Keywords: development, endocrine disruption, fathead minnow, perchlorate, thyroid, thyroxine, triiodothyronine
In recent years there has been increasing concern about the presence of perchlorate in ground and surface waters and the percolation of perchlorate into drinking waters [Urbansky 1998; U.S. Environmental Protection Agency (EPA) 2002]. Ground and surface waters in several U.S. states have shown measurable concentrations of perchlorate at 8 μg/L to 3.7 g/L (Urbansky 1998). The major source of ground and surface water contamination is ammonium perchlorate, the primary ingredient of the solid propellant in rockets and missiles (Logan 2001; U.S. EPA 2002). Perchlorate salts are also used in smaller amounts as components of air bag inflators, road flares, and fireworks; in electroplating and in tanning and finishing leathers; and as mordants for fabrics and in producing paints and enamels (Logan 2001; U.S. EPA 2002. Discharge from rocket fuel manufacturing plants, demilitarization of weapons, and the washing out and refueling of rockets are responsible for most of the ammonium perchlorate released into the environment (Urbansky 1998; U.S. EPA 2002). Indeed, at the Longhorn Army Ammunition Plant in Texas (USA), perchlorate has been measured at 30–31 mg/L in a water treatment holding pond (Smith et al. 2001).

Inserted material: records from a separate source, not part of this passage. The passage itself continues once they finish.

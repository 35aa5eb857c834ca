//! Striped per-key mutual exclusion.
//!
//! Keys hash onto a fixed set of stripes. A multi-key operation locks all of
//! its stripes in ascending stripe order, so two operations can never wait on
//! each other in a cycle.

use std::collections::hash_map::DefaultHasher;
use std::hash::{Hash, Hasher};
use std::marker::PhantomData;
use std::sync::{Mutex, MutexGuard, PoisonError};

const DEFAULT_STRIPES: usize = 64;

#[derive(Debug)]
pub struct KeyLocks<K> {
    stripes: Vec<Mutex<()>>,
    _key: PhantomData<fn(&K)>,
}

/// Held stripes; dropping it releases them.
#[must_use = "the locks are released as soon as the guard is dropped"]
#[derive(Debug)]
pub struct KeyGuard<'a> {
    _guards: Vec<MutexGuard<'a, ()>>,
}

impl<K: Hash> Default for KeyLocks<K> {
    fn default() -> Self {
        Self::with_stripes(DEFAULT_STRIPES)
    }
}

impl<K: Hash> KeyLocks<K> {
    pub fn new() -> Self {
        Self::default()
    }

    pub fn with_stripes(stripes: usize) -> Self {
        Self {
            stripes: (0..stripes.max(1)).map(|_| Mutex::new(())).collect(),
            _key: PhantomData,
        }
    }

    fn stripe_of(&self, key: &K) -> usize {
        let mut hasher = DefaultHasher::new();
        key.hash(&mut hasher);
        (hasher.finish() % self.stripes.len() as u64) as usize
    }

    pub fn lock(&self, key: &K) -> KeyGuard<'_> {
        self.lock_all(std::slice::from_ref(key))
    }

    /// Lock every key's stripe, deduplicated, in stripe order.
    pub fn lock_all(&self, keys: &[K]) -> KeyGuard<'_> {
        let mut stripes: Vec<usize> = keys.iter().map(|k| self.stripe_of(k)).collect();
        stripes.sort_unstable();
        stripes.dedup();

        // The guarded value is `()`, so a poisoned stripe holds no broken state.
        let guards = stripes
            .into_iter()
            .map(|i| self.stripes[i].lock().unwrap_or_else(PoisonError::into_inner))
            .collect();
        KeyGuard { _guards: guards }
    }
}

#[cfg(test)]
mod tests {
    use std::sync::Arc;
    use std::sync::atomic::{AtomicUsize, Ordering};
    use std::thread;

    use super::*;

    #[test]
    fn same_key_is_serialised() {
        let locks = Arc::new(KeyLocks::<u32>::new());
        let inside = Arc::new(AtomicUsize::new(0));
        let max_seen = Arc::new(AtomicUsize::new(0));

        let handles: Vec<_> = (0..8)
            .map(|_| {
                let (locks, inside, max_seen) = (locks.clone(), inside.clone(), max_seen.clone());
                thread::spawn(move || {
                    for _ in 0..50 {
                        let _guard = locks.lock(&7);
                        let now = inside.fetch_add(1, Ordering::SeqCst) + 1;
                        max_seen.fetch_max(now, Ordering::SeqCst);
                        inside.fetch_sub(1, Ordering::SeqCst);
                    }
                })
            })
            .collect();
        for h in handles {
            h.join().unwrap();
        }
        assert_eq!(max_seen.load(Ordering::SeqCst), 1);
    }

    #[test]
    fn overlapping_key_sets_do_not_deadlock() {
        let locks = Arc::new(KeyLocks::<u32>::with_stripes(4));
        let handles: Vec<_> = (0..4)
            .map(|i| {
                let locks = locks.clone();
                thread::spawn(move || {
                    for _ in 0..200 {
                        let keys = if i % 2 == 0 { [1, 2, 3] } else { [3, 2, 1] };
                        let _guard = locks.lock_all(&keys);
                    }
                })
            })
            .collect();
        for h in handles {
            h.join().unwrap();
        }
    }

    #[test]
    fn duplicate_keys_lock_once() {
        let locks = KeyLocks::<u32>::new();
        let _guard = locks.lock_all(&[5, 5, 5]);
    }
}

Perchlorate has several chemical properties that make environmental contamination difficult to resolve and decontamination difficult to achieve (Logan 2001). The perchlorate anion is persistent because of its tetrahedral structure (Wolff 1998). Perchlorate salts completely ionize in solution, and the perchlorate anion is highly mobile (Logan 2001). As a result of these properties, groundwater contamination inevitably presents a risk to drinking water quality, and perchlorate has been detected in many drinking water supplies. In Nevada, 4–24 μg/L was detected in drinking water (Xiao et al. 2001), and in California a number of drinking water wells showed peaks of 4–820 μg/L (California Department of Health Services 2004). As a result, the U.S. EPA has estimated that perchlorate affects the quality of drinking water for 15 million people in the United States (Logan 2001).
Based on U.S. EPA guidance, and assessment of toxicity data, several U.S. states have set advisory levels for perchlorate in drinking water that vary between 1 and 18 μg/L. The most recent reappraisal in California set a public heath goal for drinking water (maximum contaminant level) of 6 μg/L (Office of Environmental Health Hazard Assessment 2004).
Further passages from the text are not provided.